Félicitations à Grace Tessa Masse et Abderrahim Benslimane, pour le best paper award qu’ils ont obtenu à International Conference on Computing, Networking and Communications (IEEE ICNC 2024)
Titre: A Secure Hierarchical Federated Learning Using Dirichlet-based Trust Management
Abstract—Hierarchical Federated Learning (HFL) is a distributed machine learning training system in which a server works with several clients and edge nodes while maintaining data privacy. Distributed machine learning training systems are also known as Federated Learning, but HFL is a type of Federated Learning that utilizes a hierarchical network architecture to address computational issues when dealing with a high number of clients.
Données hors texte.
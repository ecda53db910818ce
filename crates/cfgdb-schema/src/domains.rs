use std::collections::{BTreeSet, HashMap, VecDeque};

use crate::registry::SchemaRegistry;

impl SchemaRegistry {
    /// Partition all classes into inheritance domains.
    ///
    /// Two classes share a domain when one can be reached from the other by
    /// following superclass or subclass links. Classes without any
    /// inheritance form a domain of their own. Domains are returned ordered
    /// by their smallest class name.
    pub fn inheritance_domains(&self) -> Vec<BTreeSet<String>> {
        let mut neighbours: HashMap<&str, Vec<&str>> = HashMap::new();
        for class in self.classes() {
            neighbours.entry(class).or_default();
            for base in self.superclasses(class, false).unwrap_or_default() {
                neighbours.entry(class).or_default().push(base);
                neighbours.entry(base).or_default().push(class);
            }
        }

        let mut assigned: BTreeSet<&str> = BTreeSet::new();
        let mut domains = Vec::new();

        for start in self.classes() {
            if assigned.contains(start) {
                continue;
            }
            let mut domain = BTreeSet::new();
            let mut queue = VecDeque::from([start]);
            assigned.insert(start);
            while let Some(class) = queue.pop_front() {
                domain.insert(class.to_string());
                for next in neighbours.get(class).into_iter().flatten() {
                    if assigned.insert(*next) {
                        queue.push_back(*next);
                    }
                }
            }
            domains.push(domain);
        }
        domains
    }
}
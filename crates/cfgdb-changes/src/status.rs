//! Pending change report.

use std::path::PathBuf;

use cfgdb_types::ObjectRef;
use serde::{Deserialize, Serialize};

/// Uncommitted changes of a session.
#[derive(Clone, Debug, Default, PartialEq, Eq, Serialize, Deserialize)]
pub struct ChangeStatus {
    /// Objects created since the last commit or load.
    pub created: Vec<ObjectRef>,
    /// Existing objects whose fields changed.
    pub modified: Vec<ObjectRef>,
    /// Objects destroyed.
    pub destroyed: Vec<ObjectRef>,
    /// Objects renamed, as `(old, new)`.
    pub renamed: Vec<(ObjectRef, ObjectRef)>,
    /// Data files that will be rewritten on commit.
    pub dirty_files: Vec<PathBuf>,
}

impl ChangeStatus {
    pub fn new() -> Self {
        Self::default()
    }

    /// Returns `true` if there is nothing to commit.
    pub fn is_clean(&self) -> bool {
        self.total_entries() == 0 && self.dirty_files.is_empty()
    }

    /// Number of object changes across all categories.
    pub fn total_entries(&self) -> usize {
        self.created.len() + self.modified.len() + self.destroyed.len() + self.renamed.len()
    }
}
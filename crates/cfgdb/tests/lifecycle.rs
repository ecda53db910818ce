mod common;

use cfgdb::{Configuration, DbConfig, ErrorKind};
use common::{Fixture, DATA, SCHEMA};

#[test]
fn operations_on_an_unloaded_handle_fail() {
    let fx = Fixture::new();
    let mut db = fx.open();
    assert!(!db.loaded());
    assert_eq!(db.get_objs("Second").unwrap_err().kind(), ErrorKind::NotLoaded);
    assert_eq!(db.create_obj("Second", "x").unwrap_err().kind(), ErrorKind::NotLoaded);
    assert_eq!(db.commit("nothing").unwrap_err().kind(), ErrorKind::NotLoaded);
    db.unload();
}

#[test]
fn unknown_backend_is_rejected() {
    let err = Configuration::open_with("oracle:db", DbConfig::default()).unwrap_err();
    assert_eq!(err.kind(), ErrorKind::NotFound);
}

#[test]
fn opening_a_missing_database_is_recoverable() {
    let fx = Fixture::new();
    let spec = format!("jsonfile:{}", fx.path("missing.data.json").display());
    let err = Configuration::open_with(&spec, fx.config()).unwrap_err();
    assert_eq!(err.kind(), ErrorKind::NotFound);
    assert!(err.is_recoverable());
}

#[test]
fn failed_load_keeps_the_current_session() {
    let fx = Fixture::new();
    let mut db = fx.create();
    db.create_obj("Second", "kept").unwrap();
    db.commit("kept").unwrap();
    let session = db.session_id();

    let missing = fx.path("missing.data.json").display().to_string();
    assert!(db.load(&missing).is_err());
    assert!(db.loaded());
    assert_eq!(db.session_id(), session);
    assert!(db.get_obj("Second", "kept").is_ok());
}

#[test]
fn create_refuses_an_existing_path() {
    let fx = Fixture::new();
    let mut db = fx.create();
    db.commit("first").unwrap();

    let mut again = fx.open();
    let err = again.create_db(fx.data(), &[SCHEMA]).unwrap_err();
    assert_eq!(err.kind(), ErrorKind::Io);
    assert!(!again.loaded());
}

#[test]
fn recreate_replaces_the_file_on_commit() {
    let fx = Fixture::new();
    let mut db = fx.create();
    db.create_obj("Second", "old").unwrap();
    db.commit("first").unwrap();

    let mut again = fx.open();
    again.recreate_db(fx.data(), &[SCHEMA]).unwrap();
    assert_eq!(again.count("Second").unwrap(), 0);
    assert_eq!(fx.reload().count("Second").unwrap(), 1);

    again.commit("recreated").unwrap();
    assert_eq!(fx.reload().count("Second").unwrap(), 0);
}

#[test]
fn create_with_a_missing_schema_fails() {
    let fx = Fixture::new();
    let mut db = fx.open();
    let err = db.create_db(fx.data(), &["absent.schema.json"]).unwrap_err();
    assert_eq!(err.kind(), ErrorKind::NotFound);
    assert!(!db.loaded());
}

#[test]
fn external_change_is_detected_on_commit() {
    let fx = Fixture::new();
    let mut db = fx.create();
    db.commit("first").unwrap();

    let mut rival = fx.reload();
    rival.create_obj("Second", "rival").unwrap();
    rival.commit("rival").unwrap();

    db.create_obj("Second", "mine").unwrap();
    let err = db.commit("mine").unwrap_err();
    assert_eq!(err.kind(), ErrorKind::Conflict);
    assert_eq!(db.status().unwrap().created.len(), 1);
    assert!(fx.reload().get_obj("Second", "mine").is_err());
}

#[test]
fn change_detection_can_be_disabled() {
    let fx = Fixture::new();
    let config = DbConfig {
        detect_external_changes: false,
        ..fx.config()
    };
    let mut db = Configuration::open_with("jsonfile", config).unwrap();
    db.create_db(fx.data(), &[SCHEMA]).unwrap();
    db.commit("first").unwrap();

    let mut rival = fx.reload();
    rival.create_obj("Second", "rival").unwrap();
    rival.commit("rival").unwrap();

    db.create_obj("Second", "mine").unwrap();
    db.commit("mine wins").unwrap();
    let db = fx.reload();
    assert!(db.get_obj("Second", "mine").is_ok());
    assert!(db.get_obj("Second", "rival").is_err());
}

#[test]
fn relative_load_uses_the_search_path() {
    let fx = Fixture::new();
    let mut db = fx.create();
    db.commit("first").unwrap();
    db.unload();

    db.load(DATA).unwrap();
    assert!(db.loaded());
}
However, HFL is vulnerable to attacks such as data poisoning, which may jeopardize the entire training process and result in misclassifications. As system defenders, we have to tackle this issue. Using a label-flipping attack, we investigate the effect of data poisoning attacks on HFL training. We propose a trust management-based strategy to mitigate data poisoning attacks, which assesses client trustworthiness using a Dirichlet distribution. We maintain a record of previous activities, allowing the server to enhance its knowledge based on client reliability. We demonstrate the proposed approach’s effectiveness through improvements in model performance after removing malicious clients, using the MNIST dataset as a benchmark.
Index Terms—Data poisoning, hierarchical federated learning, trust management model.